Most bike packing kit lists are written by people who've watched too many YouTube videos and end up packing for a week in the Alps when they're doing two days in Wicklow. Anthony recorded this one live on the Wicklow Way, mid-trip, so the list is what actually fits on a bike and gets used.
Key Takeaways
The bags-first logic is what the gram-counting crowd gets backwards. They obsess over tent weight and ignore that a saddle bag swinging around behind you because you didn't strap it down properly will wreck your handling faster than carrying an extra 200 grams. Handlebar bag takes the bulky stuff, tent, mat, sleeping bag. Frame bag takes dead weight, food, spares, towels, close to the frame where it doesn't pull the bike around. Saddle bag gets everything else. That order matters.

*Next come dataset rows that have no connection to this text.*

//! Command-line driver for the swcache agent.
//!
//! Hosts one agent over a persistent on-disk cache and a real HTTP client,
//! so the cache behaviour can be exercised outside a browser.
//!
//! ## Usage
//!
//! ```bash
//! # Install, then resolve a page and its data
//! swcache run ./ ./products.json --config swcache.json
//!
//! # Treat the URLs as navigations (offline document on failure)
//! swcache run ./checkout --navigate
//!
//! # List cache stores on disk
//! swcache caches
//!
//! # Send a raw control message
//! swcache message '{"type":"GET_VERSION"}'
//! ```

use std::path::PathBuf;
use std::sync::Arc;

use anyhow::{Context, Result};
use clap::{Parser, Subcommand, ValueEnum};
use swcache_agent::{
    AgentConfig, AgentEvent, CacheStorage, ControlMessage, FetchDisposition, FileStorage,
    LifecycleController,
};
use swcache_common::{init_logging, LogFormat};
use swcache_net::{HttpFetcher, LoaderConfig, Request};
use tokio::sync::{mpsc, oneshot};
use tracing::debug;

#[derive(Parser)]
#[command(name = "swcache")]
#[command(about = "Offline caching agent driver")]
struct Cli {
    /// Agent config file (JSON)
    #[arg(short, long, global = true)]
    config: Option<PathBuf>,

    /// Log output format
    #[arg(long, global = true, value_enum)]
    log_format: Option<Format>,

    #[command(subcommand)]
    command: Commands,
}

#[derive(Subcommand)]
enum Commands {
    /// Install and activate the agent, then resolve each URL through it
    Run {
        /// URLs, absolute or relative to the configured scope
        #[arg(required = true)]
        urls: Vec<String>,
        /// Issue the requests as navigations
        #[arg(long)]
        navigate: bool,
    },

    /// List cache stores and their entries
    Caches,

    /// Print the agent's cache version
    Version,

    /// Send a raw control message to the agent
    Message {
        /// Message JSON, e.g. {"type":"SKIP_WAITING"}
        json: String,
    },
}

#[derive(Clone, Copy, ValueEnum)]
enum Format {
    Pretty,
    Compact,
    Json,
}

impl From<Format> for LogFormat {
    fn from(format: Format) -> Self {
        match format {
            Format::Pretty => LogFormat::Pretty,
            Format::Compact => LogFormat::Compact,
            Format::Json => LogFormat::Json,
        }
    }
}

#[tokio::main]
async fn main() -> Result<()> {
    let cli = Cli::parse();

    let config = match &cli.config {
        Some(path) => AgentConfig::from_path(path)
            .with_context(|| format!("loading config {}", path.display()))?,
        None => AgentConfig::default(),
    };

    let mut log = config.log.clone();
    if let Some(format) = cli.log_format {
        log = log.with_format(format.into());
    }
    init_logging(&log)?;

    let storage = Arc::new(
        FileStorage::open_dir(config.storage_dir())
            .await
            .context("opening cache directory")?,
    );

    match cli.command {
        Commands::Run { urls, navigate } => run(&config, storage, &urls, navigate).await?,

        Commands::Caches => {
            debug!(dir = %storage.dir().display(), "Listing caches");
            let mut listing = serde_json::Map::new();
            for name in storage.keys().await? {
                let entries: Vec<String> = storage
                    .entries(&name)
                    .await?
                    .iter()
                    .map(ToString::to_string)
                    .collect();
                listing.insert(name, entries.into());
            }
            println!("{}", serde_json::to_string_pretty(&listing)?);
        }

        Commands::Version => {
            let (agent, _events) = agent(&config, storage)?;
            let (tx, rx) = oneshot::channel();
            agent.handle_message(ControlMessage::GetVersion, Some(tx)).await?;
            println!("{}", rx.await?.version);
        }

        Commands::Message { json } => {
            let (agent, _events) = agent(&config, storage)?;
            let (tx, rx) = oneshot::channel();
            agent.handle_message_json(&json, Some(tx)).await?;
            match rx.await {
                Ok(reply) => println!("{}", serde_json::to_string(&reply)?),
                Err(_) => println!("state: {:?}", agent.state().await),
            }
        }
    }

    Ok(())
}

fn agent(
    config: &AgentConfig,
    storage: Arc<FileStorage>,
) -> Result<(LifecycleController, mpsc::UnboundedReceiver<AgentEvent>)> {
    let fetcher = HttpFetcher::new(&config.scope_url()?, LoaderConfig::default())?;
    Ok(LifecycleController::new(config, storage, Arc::new(fetcher))?)
}

async fn run(
    config: &AgentConfig,
    storage: Arc<FileStorage>,
    urls: &[String],
    navigate: bool,
) -> Result<()> {
    let (agent, mut events) = agent(config, storage)?;

    let install = agent.install().await?;
    if !install.failed.is_empty() {
        println!("Precache failed for {} entries:", install.failed.len());
        for failure in &install.failed {
            println!("  {failure}");
        }
    }

    for raw in urls {
        let url = config.resolve(raw)?;
        let request = if navigate {
            Request::navigate(url)
        } else {
            Request::get(url)
        };

        match agent.handle_fetch(&request).await {
            Ok(FetchDisposition::Respond(resolution)) => println!(
                "{:<36} {} {} ({} bytes{})",
                format!("{:?}", resolution.outcome),
                resolution.response.status.as_u16(),
                request.url,
                resolution.response.body.len(),
                if resolution.outcome.from_cache() { ", cached" } else { "" }
            ),
            Ok(FetchDisposition::Passthrough) => {
                println!("{:<36} {}", "Passthrough", request.url)
            }
            Err(e) => println!("{:<36} {} ({e})", "Failed", request.url),
        }
    }

    let refreshed = agent.settle().await;
    if refreshed > 0 {
        println!("Background refreshes completed: {refreshed}");
    }

    while let Ok(event) = events.try_recv() {
        debug!(?event, "Agent event");
    }

    Ok(())
}
//! Offline fallback document.

use http::{header, HeaderValue, StatusCode};
use swcache_net::Response;
use url::Url;

/// Self-contained page shown when a navigation fails with no cached copy.
/// Must not reference any external resource.
pub const OFFLINE_DOCUMENT: &str = r#"<!DOCTYPE html>
<html>
<head>
  <meta charset="utf-8">
  <meta name="viewport" content="width=device-width, initial-scale=1">
  <title>Offline</title>
  <style>
    body {
      font-family: -apple-system, BlinkMacSystemFont, 'Segoe UI', Roboto, sans-serif;
      background: #1a1a1a;
      color: #ffffff;
      display: flex;
      align-items: center;
      justify-content: center;
      min-height: 100vh;
      margin: 0;
      text-align: center;
      padding: 20px;
    }
    .container {
      background: #2a2a2a;
      border-radius: 16px;
      padding: 48px;
      max-width: 400px;
    }
    .title { font-size: 24px; margin-bottom: 16px; }
    .message { color: #888; line-height: 1.5; margin-bottom: 24px; }
    .retry-btn {
      background: #ffffff;
      color: #1a1a1a;
      border: none;
      padding: 16px 24px;
      border-radius: 12px;
      cursor: pointer;
      font-size: 16px;
    }
  </style>
</head>
<body>
  <div class="container">
    <h1 class="title">You are offline</h1>
    <p class="message">
      The app keeps working with the data it has cached. Reconnect to load this page.
    </p>
    <button class="retry-btn" onclick="window.location.reload()">Try again</button>
  </div>
</body>
</html>
"#;

/// Build the offline response for a failed navigation to `url`.
pub fn offline_response(url: &Url) -> Response {
    Response::new(url.clone(), StatusCode::OK)
        .with_header(
            header::CONTENT_TYPE,
            HeaderValue::from_static("text/html; charset=utf-8"),
        )
        .with_body(OFFLINE_DOCUMENT)
}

For a two-day trip the Wicklow Way huts aren't a reliable option. They're spaced for a five to seven day hiking route, so on a bike packing pace they fall at the wrong distances. Bring the tent. Big Agnes lightweight tents run around 400 euro delivered and the MSR camp stove boils a litre of water in five minutes. Dehydrated camp food needs about ten minutes to rehydrate. It's a weird dinner but it weighs nothing and it works. The people who skip the tent because they saw someone do it on Instagram and then spend a night getting rained on in the Wicklow Mountains in July know exactly how that goes.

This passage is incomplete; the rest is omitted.